• [EXERCISE OBJECTIVE]: Whenever a line of the records below contains the word "workers", copy that line.

++++++

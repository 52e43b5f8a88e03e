//! Workflow runtime: nodes, routing, execution, fan-out, recovery.
//!
//! The pieces compose in one direction:
//!
//! - [`node`] defines the [`node::NodeRunner`] contract and the execution
//!   context handed to every runner;
//! - [`nodes`] implements the six runners;
//! - [`router`] is the pure function deciding which runner goes next;
//! - [`error_handler`] wraps each runner invocation with the retry taxonomy;
//! - [`executor`] binds all of the above around the checkpointer and the
//!   live-step [`state_manager`];
//! - [`content`] is the bounded-concurrency fan-out driven by the content
//!   worker;
//! - [`workers`] are the queue poll loops; [`recovery`] re-enqueues stalled
//!   work on startup and periodically.

pub mod cancel;
pub mod content;
pub mod error_handler;
pub mod executor;
pub mod node;
pub mod nodes;
pub mod recovery;
pub mod router;
pub mod state_manager;
pub mod workers;

pub use cancel::{CancelHandle, CancelToken, cancel_pair};
pub use content::{ContentEngine, ContentError, ContentJobSpec, NoopObjectStore, ObjectStore};
pub use error_handler::{FailureKind, NodeFailure, RetryPolicy, classify, handle_node_execution};
pub use executor::{ExecutorError, RunOutcome, WorkflowExecutor};
pub use node::{NodeContext, NodeError, NodeOutcome, NodeRunner};
pub use recovery::{RecoverySweeper, SweepReport};
pub use state_manager::StateManager;
//! Workflow routing.
//!
//! [`next_step`] is a pure, total function of `(state, config)`. Ties break
//! in the listed rule order, so routing is deterministic for any state,
//! including states restored from old checkpoints.

use crate::config::WorkflowConfig;
use crate::state::WorkflowState;
use crate::types::WorkflowStep;

/// Decide the next node for a workflow state.
///
/// Rules, in order:
/// 1. no intent → intent;
/// 2. no framework → curriculum;
/// 3. validation enabled and no report → validation;
/// 4. report demands revision and edit budget remains → editor (the editor
///    clears the report, so rule 3 re-runs validation afterwards);
/// 5. review enabled and no decision recorded → human review;
/// 6. content generation enabled and not resolved → content;
/// 7. otherwise → end.
#[must_use]
pub fn next_step(state: &WorkflowState, config: &WorkflowConfig) -> WorkflowStep {
    if state.intent.is_none() {
        return WorkflowStep::Intent;
    }
    if state.framework.is_none() {
        return WorkflowStep::Curriculum;
    }
    if !config.skip_validation && state.validation.is_none() {
        return WorkflowStep::Validation;
    }
    if let Some(report) = &state.validation {
        if report.needs_revision(config.min_validation_score)
            && state.edit_cycles < config.max_edit_cycles
        {
            return WorkflowStep::Editor;
        }
    }
    if !config.skip_human_review && state.review.is_none() {
        return WorkflowStep::HumanReview;
    }
    if !config.skip_content_generation && state.content.is_none() {
        return WorkflowStep::ContentGeneration;
    }
    WorkflowStep::End
}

++++++

• [EXERCISE SOLUTION]:
//! - [`workers`] are the queue poll loops; [`recovery`] re-enqueues stalled
pub mod workers;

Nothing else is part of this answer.